EXERCISE OBJECTIVE:
Copy out each line below that has the word "harvested" in it.

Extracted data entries
******

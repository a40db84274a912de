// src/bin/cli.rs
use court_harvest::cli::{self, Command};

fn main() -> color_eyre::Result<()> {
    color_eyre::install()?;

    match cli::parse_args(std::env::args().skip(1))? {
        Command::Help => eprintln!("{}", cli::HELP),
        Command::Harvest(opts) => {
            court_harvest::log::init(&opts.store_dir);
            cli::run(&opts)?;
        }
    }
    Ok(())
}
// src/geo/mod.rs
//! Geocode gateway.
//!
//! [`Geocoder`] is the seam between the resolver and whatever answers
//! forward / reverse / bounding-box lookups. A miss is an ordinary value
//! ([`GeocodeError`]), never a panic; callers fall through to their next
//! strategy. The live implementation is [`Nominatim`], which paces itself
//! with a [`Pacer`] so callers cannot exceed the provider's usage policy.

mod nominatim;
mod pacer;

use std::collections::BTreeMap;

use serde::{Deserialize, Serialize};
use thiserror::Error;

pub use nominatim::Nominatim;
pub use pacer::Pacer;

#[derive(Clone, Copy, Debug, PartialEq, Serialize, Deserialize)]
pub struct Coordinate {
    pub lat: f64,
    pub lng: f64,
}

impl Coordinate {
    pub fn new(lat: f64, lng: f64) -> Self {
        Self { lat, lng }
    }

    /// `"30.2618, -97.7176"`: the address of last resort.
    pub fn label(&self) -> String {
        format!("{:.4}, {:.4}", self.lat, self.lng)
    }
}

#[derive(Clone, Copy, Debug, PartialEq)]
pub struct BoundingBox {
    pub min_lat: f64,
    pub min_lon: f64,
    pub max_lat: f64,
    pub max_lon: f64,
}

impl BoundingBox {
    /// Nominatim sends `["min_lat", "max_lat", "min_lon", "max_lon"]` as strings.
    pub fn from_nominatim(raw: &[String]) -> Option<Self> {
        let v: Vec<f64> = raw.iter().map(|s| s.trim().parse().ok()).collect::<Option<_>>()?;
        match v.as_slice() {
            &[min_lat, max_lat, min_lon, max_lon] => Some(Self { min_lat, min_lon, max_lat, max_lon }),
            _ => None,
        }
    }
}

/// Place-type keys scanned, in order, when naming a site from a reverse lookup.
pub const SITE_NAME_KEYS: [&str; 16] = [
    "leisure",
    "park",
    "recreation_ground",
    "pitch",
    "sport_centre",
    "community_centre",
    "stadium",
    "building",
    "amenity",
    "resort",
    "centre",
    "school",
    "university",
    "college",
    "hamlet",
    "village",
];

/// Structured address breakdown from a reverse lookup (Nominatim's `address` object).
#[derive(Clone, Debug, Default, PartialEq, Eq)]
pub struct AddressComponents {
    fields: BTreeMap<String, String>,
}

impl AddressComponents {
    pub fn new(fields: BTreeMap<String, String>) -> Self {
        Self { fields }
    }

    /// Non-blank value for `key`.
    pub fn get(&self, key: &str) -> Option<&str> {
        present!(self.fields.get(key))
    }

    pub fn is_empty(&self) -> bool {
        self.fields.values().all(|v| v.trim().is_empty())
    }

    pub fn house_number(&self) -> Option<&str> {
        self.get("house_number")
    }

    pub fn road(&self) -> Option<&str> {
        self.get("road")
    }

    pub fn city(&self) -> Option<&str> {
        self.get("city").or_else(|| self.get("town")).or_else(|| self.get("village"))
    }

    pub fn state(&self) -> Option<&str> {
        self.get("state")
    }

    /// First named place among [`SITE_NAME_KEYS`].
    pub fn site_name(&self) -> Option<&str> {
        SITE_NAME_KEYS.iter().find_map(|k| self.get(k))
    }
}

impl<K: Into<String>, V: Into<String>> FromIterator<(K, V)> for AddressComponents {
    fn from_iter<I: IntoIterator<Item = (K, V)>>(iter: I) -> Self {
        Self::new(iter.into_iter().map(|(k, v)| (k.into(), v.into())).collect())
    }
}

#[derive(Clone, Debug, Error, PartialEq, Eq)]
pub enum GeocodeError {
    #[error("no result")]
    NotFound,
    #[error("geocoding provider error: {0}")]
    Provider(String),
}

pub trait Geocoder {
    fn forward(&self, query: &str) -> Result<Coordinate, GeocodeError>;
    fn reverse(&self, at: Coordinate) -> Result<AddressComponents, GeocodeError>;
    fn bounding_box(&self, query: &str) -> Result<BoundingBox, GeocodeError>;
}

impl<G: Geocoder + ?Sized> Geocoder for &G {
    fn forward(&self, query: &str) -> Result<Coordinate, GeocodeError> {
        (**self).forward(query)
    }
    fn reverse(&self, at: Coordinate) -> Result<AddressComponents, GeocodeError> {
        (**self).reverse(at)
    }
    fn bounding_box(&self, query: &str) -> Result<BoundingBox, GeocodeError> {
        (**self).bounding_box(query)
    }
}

******

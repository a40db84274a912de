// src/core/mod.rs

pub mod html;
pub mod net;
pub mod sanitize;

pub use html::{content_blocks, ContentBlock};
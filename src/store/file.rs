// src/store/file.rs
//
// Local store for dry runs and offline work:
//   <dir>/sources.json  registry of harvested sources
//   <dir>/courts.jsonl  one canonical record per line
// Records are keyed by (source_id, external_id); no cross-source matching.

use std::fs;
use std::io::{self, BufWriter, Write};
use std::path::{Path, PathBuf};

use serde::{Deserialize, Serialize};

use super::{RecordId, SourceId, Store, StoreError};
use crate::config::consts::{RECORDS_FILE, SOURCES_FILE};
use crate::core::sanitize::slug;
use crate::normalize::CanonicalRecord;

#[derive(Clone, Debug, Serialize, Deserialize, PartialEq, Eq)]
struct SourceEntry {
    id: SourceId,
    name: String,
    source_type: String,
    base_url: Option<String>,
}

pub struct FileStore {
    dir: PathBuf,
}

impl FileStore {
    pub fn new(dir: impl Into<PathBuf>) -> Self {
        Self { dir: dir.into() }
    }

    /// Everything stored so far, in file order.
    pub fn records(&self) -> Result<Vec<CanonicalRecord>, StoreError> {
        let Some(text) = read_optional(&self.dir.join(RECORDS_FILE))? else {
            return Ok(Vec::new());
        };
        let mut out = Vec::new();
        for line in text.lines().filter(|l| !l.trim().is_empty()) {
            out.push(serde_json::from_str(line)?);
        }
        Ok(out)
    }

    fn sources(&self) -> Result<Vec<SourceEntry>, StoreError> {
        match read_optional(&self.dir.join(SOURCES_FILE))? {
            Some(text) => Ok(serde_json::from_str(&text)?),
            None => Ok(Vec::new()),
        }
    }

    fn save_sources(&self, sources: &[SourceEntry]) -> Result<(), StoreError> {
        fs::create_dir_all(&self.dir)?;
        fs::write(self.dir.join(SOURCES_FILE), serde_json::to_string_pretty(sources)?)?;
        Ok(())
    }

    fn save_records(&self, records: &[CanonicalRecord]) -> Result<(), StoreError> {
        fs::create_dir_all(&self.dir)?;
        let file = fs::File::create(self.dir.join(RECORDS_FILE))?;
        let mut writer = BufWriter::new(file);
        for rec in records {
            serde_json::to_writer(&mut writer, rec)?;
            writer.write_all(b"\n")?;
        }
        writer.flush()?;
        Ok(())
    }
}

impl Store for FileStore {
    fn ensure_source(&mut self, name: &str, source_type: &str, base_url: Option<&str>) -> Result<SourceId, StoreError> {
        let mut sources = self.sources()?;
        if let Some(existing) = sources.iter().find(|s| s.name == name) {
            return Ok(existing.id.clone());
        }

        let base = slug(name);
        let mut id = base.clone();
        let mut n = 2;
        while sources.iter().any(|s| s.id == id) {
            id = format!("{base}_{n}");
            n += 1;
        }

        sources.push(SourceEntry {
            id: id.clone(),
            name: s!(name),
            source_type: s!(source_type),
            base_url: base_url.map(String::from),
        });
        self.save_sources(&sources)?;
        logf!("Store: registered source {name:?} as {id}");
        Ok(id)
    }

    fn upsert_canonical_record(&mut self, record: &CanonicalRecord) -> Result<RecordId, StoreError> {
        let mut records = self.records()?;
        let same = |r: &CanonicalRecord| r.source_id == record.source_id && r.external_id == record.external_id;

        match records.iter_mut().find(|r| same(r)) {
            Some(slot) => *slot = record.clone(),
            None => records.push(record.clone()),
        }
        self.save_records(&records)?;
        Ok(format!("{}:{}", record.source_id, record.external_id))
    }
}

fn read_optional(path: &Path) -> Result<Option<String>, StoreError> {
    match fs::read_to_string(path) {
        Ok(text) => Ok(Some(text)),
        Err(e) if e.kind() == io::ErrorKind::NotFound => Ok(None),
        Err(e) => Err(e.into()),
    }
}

******

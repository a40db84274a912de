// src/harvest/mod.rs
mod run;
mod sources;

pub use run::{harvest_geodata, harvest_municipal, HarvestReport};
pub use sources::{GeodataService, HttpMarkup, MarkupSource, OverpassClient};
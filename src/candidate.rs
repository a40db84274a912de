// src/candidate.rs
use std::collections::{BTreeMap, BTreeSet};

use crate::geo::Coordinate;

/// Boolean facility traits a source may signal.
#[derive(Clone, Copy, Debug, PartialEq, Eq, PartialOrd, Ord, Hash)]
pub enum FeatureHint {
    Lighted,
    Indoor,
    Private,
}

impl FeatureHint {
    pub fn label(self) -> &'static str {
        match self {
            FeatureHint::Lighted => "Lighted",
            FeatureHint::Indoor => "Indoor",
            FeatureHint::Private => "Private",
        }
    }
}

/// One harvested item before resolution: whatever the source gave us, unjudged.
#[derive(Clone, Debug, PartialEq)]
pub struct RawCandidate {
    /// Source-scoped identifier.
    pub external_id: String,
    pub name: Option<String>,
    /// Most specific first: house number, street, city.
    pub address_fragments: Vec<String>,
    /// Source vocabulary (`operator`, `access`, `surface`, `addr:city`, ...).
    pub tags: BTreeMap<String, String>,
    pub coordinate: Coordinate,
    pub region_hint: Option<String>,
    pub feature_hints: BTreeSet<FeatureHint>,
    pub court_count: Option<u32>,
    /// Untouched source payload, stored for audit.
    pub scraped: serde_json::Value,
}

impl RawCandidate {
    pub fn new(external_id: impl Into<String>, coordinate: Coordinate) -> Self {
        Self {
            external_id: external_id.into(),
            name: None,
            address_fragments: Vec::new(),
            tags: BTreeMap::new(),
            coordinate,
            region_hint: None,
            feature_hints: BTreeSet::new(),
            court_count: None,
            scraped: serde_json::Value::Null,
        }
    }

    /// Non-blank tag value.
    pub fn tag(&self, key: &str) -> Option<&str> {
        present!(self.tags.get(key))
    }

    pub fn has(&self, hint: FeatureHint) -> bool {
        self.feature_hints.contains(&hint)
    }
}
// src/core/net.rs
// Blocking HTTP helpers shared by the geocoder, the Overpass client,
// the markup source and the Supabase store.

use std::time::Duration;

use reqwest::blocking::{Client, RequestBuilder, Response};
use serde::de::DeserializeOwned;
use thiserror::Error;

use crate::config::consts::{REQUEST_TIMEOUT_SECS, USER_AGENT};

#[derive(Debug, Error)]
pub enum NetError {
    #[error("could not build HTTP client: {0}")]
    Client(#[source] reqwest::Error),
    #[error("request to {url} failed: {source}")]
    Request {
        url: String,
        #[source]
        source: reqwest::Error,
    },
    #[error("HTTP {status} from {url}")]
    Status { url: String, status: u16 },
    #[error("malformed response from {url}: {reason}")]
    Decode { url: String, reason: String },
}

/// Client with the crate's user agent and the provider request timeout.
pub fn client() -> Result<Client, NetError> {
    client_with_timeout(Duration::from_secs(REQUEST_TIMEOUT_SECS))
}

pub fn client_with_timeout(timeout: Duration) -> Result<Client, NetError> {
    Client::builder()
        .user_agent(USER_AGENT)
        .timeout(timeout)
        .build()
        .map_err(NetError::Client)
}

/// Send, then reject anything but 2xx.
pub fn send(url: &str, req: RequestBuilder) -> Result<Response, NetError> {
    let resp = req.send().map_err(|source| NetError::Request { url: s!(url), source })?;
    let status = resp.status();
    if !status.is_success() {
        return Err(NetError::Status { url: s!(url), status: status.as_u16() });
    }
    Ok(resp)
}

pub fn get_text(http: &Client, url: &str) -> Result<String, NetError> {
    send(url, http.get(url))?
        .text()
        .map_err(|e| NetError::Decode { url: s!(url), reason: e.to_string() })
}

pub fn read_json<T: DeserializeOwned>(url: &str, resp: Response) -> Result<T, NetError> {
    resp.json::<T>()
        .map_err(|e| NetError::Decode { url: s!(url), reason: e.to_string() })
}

******

RESULT OF THE EXERCISE:
//   <dir>/sources.json  registry of harvested sources
/// One harvested item before resolution: whatever the source gave us, unjudged.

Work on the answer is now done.